The following brief entry appeared in the July 1995 edition of the Amelia Earhart Society Newsletters, and was written on May 5, 1994, less than five months before his death. Titled “EXCERPTS From the pen of Al Gray,” we can be fairly certain that, unlike another notable Earhart researcher who changed his mind about a key piece of the Earhart saga long before he contracted his fatal illness, these were Gray’s final, well-considered opinions on a major question that has yet to be conclusively answered.
In his opening, I think Gray was more than kind to J.A. Donohue, author of the 1987 atrocity, The Earhart Disappearance: The British Connection, among the most incoherent Earhart books ever, in my opinion. (Boldface mine throughout.)
I like his questions about items in Donahue’s book. I have a copy of the book that was sent to me in appreciation of some information I had provided. It has a wealth of good basic data that I often refer to, but some of the interpretations made of the data seem very far out to me.

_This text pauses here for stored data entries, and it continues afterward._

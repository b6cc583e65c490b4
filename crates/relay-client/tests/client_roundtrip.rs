//! Round-trip tests: a real relay server in-process, exercised through the
//! programmatic client.

use std::sync::{atomic::AtomicBool, Arc};
use std::time::Duration;

use tokio::net::TcpListener;
use tokio::time::{sleep, timeout};

use relay_client::RelayClient;
use relay_core::protocol::MessageType;
use relay_server::domain::ServerConfig;
use relay_server::infrastructure::{RelayServer, Registry, WsConnection};

/// Upper bound for any single wait in these tests.
const STEP: Duration = Duration::from_secs(5);

// ── Helpers ───────────────────────────────────────────────────────────────────

async fn start_relay() -> (String, Arc<Registry<WsConnection>>) {
    let config = ServerConfig {
        id: "roundtrip".to_owned(),
        listen_addr: "127.0.0.1:0".parse().expect("valid address"),
        write_wait: Duration::from_secs(2),
    };
    let server = RelayServer::bind(config).await.expect("bind must succeed");
    let url = format!("ws://{}", server.local_addr());
    let registry = server.registry();

    let running = Arc::new(AtomicBool::new(true));
    tokio::spawn(async move {
        let _ = server.run(running).await;
    });

    (url, registry)
}

/// Blocks until `user` has (or no longer has) a registry entry.
async fn wait_registered(registry: &Registry<WsConnection>, user: &str, present: bool) {
    timeout(STEP, async {
        while registry.is_registered(user).await != present {
            sleep(Duration::from_millis(10)).await;
        }
    })
    .await
    .unwrap_or_else(|_| panic!("user {user} never reached registered={present}"));
}

// ── Tests ─────────────────────────────────────────────────────────────────────

#[tokio::test]
async fn test_request_is_acked_and_relayed_to_the_peer() {
    let (url, registry) = start_relay().await;

    let (mut a, _a_notifies) = RelayClient::login(&url, "a").await.expect("login a");
    let (b, mut b_notifies) = RelayClient::login(&url, "b").await.expect("login b");
    for user in ["a", "b"] {
        wait_registered(&registry, user, true).await;
    }

    let ack = a.request("hello").await.expect("request must be acked");
    assert_eq!(ack.kind, MessageType::Response);
    assert_eq!(ack.sequence, 1, "first request carries sequence 1");
    assert_eq!(ack.message, "ok");

    let relayed = timeout(STEP, b_notifies.recv())
        .await
        .expect("timed out waiting for the relayed message")
        .expect("notify channel closed unexpectedly");
    assert_eq!(relayed.kind, MessageType::Notify);
    assert_eq!(relayed.sequence, 1);
    assert_eq!(relayed.message, "hello");
    assert_eq!(relayed.from.as_deref(), Some("a"));

    // Sequence numbers advance per request within the session.
    let ack = a.request("again").await.expect("second request");
    assert_eq!(ack.sequence, 2);

    a.logout().await.expect("logout a");
    b.logout().await.expect("logout b");
}

#[tokio::test]
async fn test_logged_out_user_no_longer_receives_messages() {
    let (url, registry) = start_relay().await;

    let (a, mut a_notifies) = RelayClient::login(&url, "a").await.expect("login a");
    let (mut b, _b_notifies) = RelayClient::login(&url, "b").await.expect("login b");
    for user in ["a", "b"] {
        wait_registered(&registry, user, true).await;
    }

    a.logout().await.expect("logout a");
    wait_registered(&registry, "a", false).await;

    // "a" is gone from the table, so the fan-out only acknowledges "b".
    let ack = b.request("anyone left?").await.expect("request must be acked");
    assert_eq!(ack.message, "ok");
    assert_eq!(registry.len().await, 1);

    // The logged-out client's notify channel is closed, not silent.
    let closed = timeout(STEP, a_notifies.recv())
        .await
        .expect("timed out waiting for the channel to close");
    assert!(closed.is_none(), "notify channel must close after logout");

    b.logout().await.expect("logout b");
}

#[tokio::test]
async fn test_duplicate_login_closes_both_sessions() {
    let (url, registry) = start_relay().await;

    let (_first, mut first_notifies) = RelayClient::login(&url, "dup").await.expect("login");
    wait_registered(&registry, "dup", true).await;

    // The handshake itself succeeds; the relay then closes both connections.
    let (_second, mut second_notifies) = RelayClient::login(&url, "dup").await.expect("login");

    for notifies in [&mut first_notifies, &mut second_notifies] {
        let closed = timeout(STEP, notifies.recv())
            .await
            .expect("timed out waiting for the channel to close");
        assert!(closed.is_none(), "both sessions must observe the close");
    }
}

#[tokio::test]
async fn test_login_fails_when_the_relay_is_unreachable() {
    // Bind an ephemeral port, then free it so the connect is refused.
    let listener = TcpListener::bind("127.0.0.1:0").await.expect("bind");
    let addr = listener.local_addr().expect("local addr");
    drop(listener);

    let result = RelayClient::login(&format!("ws://{addr}"), "a").await;
    assert!(result.is_err(), "login must surface the transport error");
}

The photo finish aerial photography, with the supporting radio range carrying submarine seems particularly improbable. As a matter of fact, the more I learn the flight the less do I think that AE was engaged in military type espionage. The following paragraph [broken for easier reading] from a reply I made a while back to one of the early Earhart writers who now is working on a sequel, reflects my current thinking:
“As to AE’s mission, I’m probably naive but I do not believe she had any military type espionage mission, although she undoubtedly was keeping her eyes open for possible commercial air routes, and her landing at Howland probably was intended to support the politics of acquiring title to Howland, Baker and some other islands we were arguing about with Great Britain. I suspect that the President’s interest in the flight may have stemmed from AE’s personal relationship with Mrs. Roosevelt.

Amelia met Eleanor Roosevelt at a White House state dinner in April 1933, and they were said to have “hit it off.” Near the end of the night, Amelia offered to take Eleanor on a private flight that night. Eleanor agreed, and the two women snuck away from the White House (still in evening clothes), commandeered an aircraft and flew from Washington to Baltimore. After their nighttime flight, Eleanor got her student permit, and Amelia promised to give her lessons. It never happened.
“I can easily visualize Mrs. Roosevelt having lunch with the President after one of AE’s White House visits and saying, ‘Franklin she is a dear girl! Isn’t there something you can do to help her with her flight?’ The President picks up the phone and calls the Secretary of the Navy and says in effect ‘I have a personal interest in a flight Amelia Earhart plans to make. I want you to help her in any way you can.’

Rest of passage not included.